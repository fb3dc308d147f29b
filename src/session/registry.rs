//! Session Registry
//!
//! Maps session ids to their caches. Sessions never share entries; they only
//! share the clock and the cache configuration.
//!
//! A session lives until [`SessionRegistry::close`] is called. Nothing reaps
//! idle sessions: expiry is lazy and applies to cache entries only, so an
//! abandoned session keeps its (expired) entries until it is closed or the
//! registry is dropped.

use std::collections::HashMap;
use std::sync::Arc;

use chrono::{DateTime, Utc};
use serde::Serialize;
use serde_json::Value;
use tracing::info;

use crate::cache::{CacheConfig, SessionCache, SharedClock, SystemClock};

/// Cache type held for each session.
pub type SessionStore = SessionCache<Value, SharedClock>;

#[derive(Debug)]
struct Session {
    cache: SessionStore,
    opened_at: DateTime<Utc>,
}

// == Session Info ==
/// Summary of an open session.
#[derive(Debug, Clone, Serialize)]
pub struct SessionInfo {
    pub id: String,
    pub opened_at: DateTime<Utc>,
    /// Stored entries, including expired ones not yet looked up
    pub entries: usize,
}

// == Session Registry ==
#[derive(Debug)]
pub struct SessionRegistry {
    sessions: HashMap<String, Session>,
    clock: SharedClock,
    config: CacheConfig,
}

impl SessionRegistry {
    // == Constructor ==
    /// Creates an empty registry on the system monotonic clock.
    pub fn new(config: CacheConfig) -> Self {
        Self::with_clock(config, Arc::new(SystemClock::new()))
    }

    /// Creates an empty registry whose caches all read `clock`.
    pub fn with_clock(config: CacheConfig, clock: SharedClock) -> Self {
        Self {
            sessions: HashMap::new(),
            clock,
            config,
        }
    }

    // == Open ==
    /// Opens a session with an empty cache.
    ///
    /// Returns `false` if the session was already open; its cache is kept.
    pub fn open(&mut self, id: &str) -> bool {
        if self.sessions.contains_key(id) {
            return false;
        }

        let cache = SessionCache::with_clock(self.config, Arc::clone(&self.clock));
        self.sessions.insert(
            id.to_string(),
            Session {
                cache,
                opened_at: Utc::now(),
            },
        );
        info!(session = id, ttl_ms = self.config.ttl_ms, "session opened");
        true
    }

    // == Close ==
    /// Closes a session and drops its cache.
    ///
    /// Returns `false` if no such session was open.
    pub fn close(&mut self, id: &str) -> bool {
        match self.sessions.remove(id) {
            Some(session) => {
                info!(
                    session = id,
                    entries = session.cache.len(),
                    "session closed, cache dropped"
                );
                true
            }
            None => false,
        }
    }

    // == Cache Access ==
    pub fn cache(&self, id: &str) -> Option<&SessionStore> {
        self.sessions.get(id).map(|session| &session.cache)
    }

    pub fn cache_mut(&mut self, id: &str) -> Option<&mut SessionStore> {
        self.sessions.get_mut(id).map(|session| &mut session.cache)
    }

    pub fn contains(&self, id: &str) -> bool {
        self.sessions.contains_key(id)
    }

    // == Sessions ==
    /// Lists open sessions ordered by id.
    pub fn sessions(&self) -> Vec<SessionInfo> {
        let mut infos: Vec<SessionInfo> = self
            .sessions
            .iter()
            .map(|(id, session)| SessionInfo {
                id: id.clone(),
                opened_at: session.opened_at,
                entries: session.cache.len(),
            })
            .collect();
        infos.sort_by(|a, b| a.id.cmp(&b.id));
        infos
    }

    pub fn len(&self) -> usize {
        self.sessions.len()
    }

    pub fn is_empty(&self) -> bool {
        self.sessions.is_empty()
    }
}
★ ★ ★ ★ ★
Work instructions:
Quote, without alteration, the final stretch of the entries: the line with "infos.sort_by(|a, b| a.id.cmp(&b.id));" onward to the last line.

Answer space:
        infos.sort_by(|a, b| a.id.cmp(&b.id));
        infos
    }

    pub fn len(&self) -> usize {
        self.sessions.len()
    }

    pub fn is_empty(&self) -> bool {
        self.sessions.is_empty()
    }
}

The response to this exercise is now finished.